WOOD J. BATTLE, J., dissenting.

OPINION

WOOD, J.

This suit was to recover of one T. J. Rogers $ 2,500, the amount of a subscription to the Methodist Episcopal Church, South, alleged to have been given for the purpose of locating, building and maintaining a female college at the town of Searcy. The defense was that the promise was made on three conditions, viz: (1) "That three citizens of Searcy, other than himself, should subscribe $ 2,500 each; (2) that an aggregate of not less than $ 25,000 should be subscribed by the citizens of Searcy; and (3) that the college should be located within the then corporate limits of the town of Searcy," --neither of which had been performed; also (4) that the offer to subscribe was withdrawn before it was accepted; and (5) that there could be no recovery upon the original subscription.

We will consider these in the order they are presented by counsel.

First. Was the subscription upon condition that the college should be located "within the corporate limits of Searcy?"

The chancellor found "that Thos. J. Rogers, in his lifetime, to-wit, on or about the 27th day of February, 1888, subscribed the sum of $ 2,500 for the purpose of inducing the location, building, and maintaining a college for the education of females at the town of Searcy," etc.

In the latter part of the year 1887 the Methodist Episcopal Church, South, through its three annual conferences of the state, appointed a committee, "with unrestricted authority," "to consider the educational interests of the church in Arkansas, and to provide for the establishment of a female college, to be under the patronage of the said conferences." Several towns of the state were spoken of as suitable for the location of such a college, and were competitors for it. Among the number was Searcy. A few of its citizens invited Bishop Galloway, who was the presiding bishop of the conferences in Arkansas, to deliver an address at Searcy, which he did on Sunday the 26th day of February, 1888. At the close of his address, he gave an opportunity to the people there assembled to subscribe to a fund for the purpose above indicated. Eugene Cypert acted as secretary or recorder, putting down the names of the subscribers and the amounts subscribed. The bishop staged that he "thought a bonus of $ 25,000 was necessary," and that, while he could not "speak authoritatively for the commission," he "felt sure that bonus would secure the college." Much testimony has been adduced pro and con upon the question of whether the bishop in making the proposition, and Rogers in accepting it, for a subscription to the location of a college, used the words "in Searcy," or the words "at Searcy." As to what particular word was employed is purely a question of fact. The proof is ample to support the finding of the chancellor that "at Searcy" was used.

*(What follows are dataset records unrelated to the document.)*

//! Events and Routing Key Templates
//!
//! An `Event` is a JSON object with a timestamp. A `KeyTemplate` turns an
//! event into its routing key:
//!
//! | Reference      | Renders as                                   |
//! |----------------|----------------------------------------------|
//! | `%{type}`      | top level field `type`                       |
//! | `%{[a][b]}`    | nested field `b` inside object `a`           |
//! | `%{+%Y-%m-%d}` | event timestamp through a strftime format    |
//!
//! String values are inserted as they are, other values as JSON. A
//! reference that does not resolve stays in the key literally.

use chrono::format::{Item, StrftimeItems};
use chrono::{DateTime, Utc};
use serde_json::{Map, Value};

pub const TIMESTAMP_FIELD: &str = "@timestamp";

#[derive(Debug, Clone, PartialEq)]
pub struct Event {
    fields: Map<String, Value>,
    timestamp: DateTime<Utc>,
}

impl Event {
    /// Timestamp comes from `@timestamp` when it is RFC 3339, else now
    pub fn new(fields: Map<String, Value>) -> Self {
        let timestamp = fields
            .get(TIMESTAMP_FIELD)
            .and_then(Value::as_str)
            .and_then(|s| DateTime::parse_from_rfc3339(s).ok())
            .map(|ts| ts.with_timezone(&Utc))
            .unwrap_or_else(Utc::now);
        Event { fields, timestamp }
    }

    pub fn with_timestamp(fields: Map<String, Value>, timestamp: DateTime<Utc>) -> Self {
        Event { fields, timestamp }
    }

    /// A JSON object line becomes its fields, anything else is wrapped as
    /// `{"message": line}`
    pub fn from_line(line: &str) -> Self {
        match serde_json::from_str::<Map<String, Value>>(line) {
            Ok(fields) => Event::new(fields),
            Err(_) => {
                let mut fields = Map::new();
                fields.insert("message".to_string(), Value::String(line.to_string()));
                Event::new(fields)
            }
        }
    }

    pub fn get(&self, field: &str) -> Option<&Value> {
        self.fields.get(field)
    }

    /// Follow a path of nested object fields
    pub fn get_path<S: AsRef<str>>(&self, path: &[S]) -> Option<&Value> {
        let (first, rest) = path.split_first()?;
        let mut value = self.fields.get(first.as_ref())?;
        for segment in rest {
            value = value.as_object()?.get(segment.as_ref())?;
        }
        Some(value)
    }

    pub fn fields(&self) -> &Map<String, Value> {
        &self.fields
    }

    pub fn timestamp(&self) -> DateTime<Utc> {
        self.timestamp
    }
}

#[derive(Debug, Clone, PartialEq, Eq)]
enum Segment {
    Literal(String),
    Field { raw: String, path: Vec<String> },
    Time { format: String },
}

/// Parsed routing key template
#[derive(Debug, Clone, PartialEq, Eq)]
pub struct KeyTemplate {
    source: String,
    segments: Vec<Segment>,
}

impl KeyTemplate {
    /// Malformed references are kept as literal text
    pub fn parse(source: &str) -> Self {
        let mut segments = Vec::new();
        let mut literal = String::new();
        let mut rest = source;

        while let Some(start) = rest.find("%{") {
            literal.push_str(&rest[..start]);
            let after = &rest[start + 2..];
            let Some(end) = after.find('}') else {
                literal.push_str(&rest[start..]);
                rest = "";
                break;
            };

            let raw = &rest[start..start + 2 + end + 1];
            match parse_reference(&after[..end], raw) {
                Some(segment) => {
                    if !literal.is_empty() {
                        segments.push(Segment::Literal(std::mem::take(&mut literal)));
                    }
                    segments.push(segment);
                }
                None => literal.push_str(raw),
            }
            rest = &after[end + 1..];
        }
        literal.push_str(rest);
        if !literal.is_empty() {
            segments.push(Segment::Literal(literal));
        }

        KeyTemplate {
            source: source.to_string(),
            segments,
        }
    }

    /// True when the template has no references
    pub fn is_static(&self) -> bool {
        self.segments
            .iter()
            .all(|s| matches!(s, Segment::Literal(_)))
    }

    pub fn as_str(&self) -> &str {
        &self.source
    }

    pub fn render(&self, event: &Event) -> String {
        let mut out = String::with_capacity(self.source.len());
        for segment in &self.segments {
            match segment {
                Segment::Literal(text) => out.push_str(text),
                Segment::Field { raw, path } => match event.get_path(path) {
                    Some(Value::String(s)) => out.push_str(s),
                    Some(Value::Null) | None => out.push_str(raw),
                    Some(other) => out.push_str(&other.to_string()),
                },
                Segment::Time { format } => {
                    out.push_str(&event.timestamp().format(format).to_string());
                }
            }
        }
        out
    }
}

fn parse_reference(inner: &str, raw: &str) -> Option<Segment> {
    if inner.is_empty() {
        return None;
    }

    if let Some(format) = inner.strip_prefix('+') {
        // Formatting an invalid strftime string would panic at render time
        let valid = !format.is_empty()
            && StrftimeItems::new(format).all(|item| !matches!(item, Item::Error));
        return valid.then(|| Segment::Time {
            format: format.to_string(),
        });
    }

    let path = if inner.starts_with('[') && inner.ends_with(']') && inner.len() > 2 {
        let parts: Vec<String> = inner[1..inner.len() - 1]
            .split("][")
            .map(str::to_string)
            .collect();
        if parts.iter().any(|p| p.is_empty() || p.contains(['[', ']'])) {
            return None;
        }
        parts
    } else {
        vec![inner.to_string()]
    };

    Some(Segment::Field {
        raw: raw.to_string(),
        path,
    })
}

But it is argued that Rogers subscribed upon condition that the college was to be located in Searcy, meaning within the corporate limits," and that such was the contract even if at, instead of in, was employed to express it. The preposition "at," when used to denote local position, may mean "in, on near, by, etc., according to the context; denoting usually a place conceived of as a mere point: * * * so with names of towns, as, at Stratford, at Lexington; * * * but if the city is of great size, in is commonly used, as, in London; * * * unless, again the city is conceived of as a mere geographical point, as our financial interests center at New York." Century Dict., "At." "With the names of cities and towns the use of at or in depends not chiefly upon the size of the place, but upon the point of view; when we think merely of the local or geographical point, we use at; when we think of inclusive space, we employ in; as, we ar...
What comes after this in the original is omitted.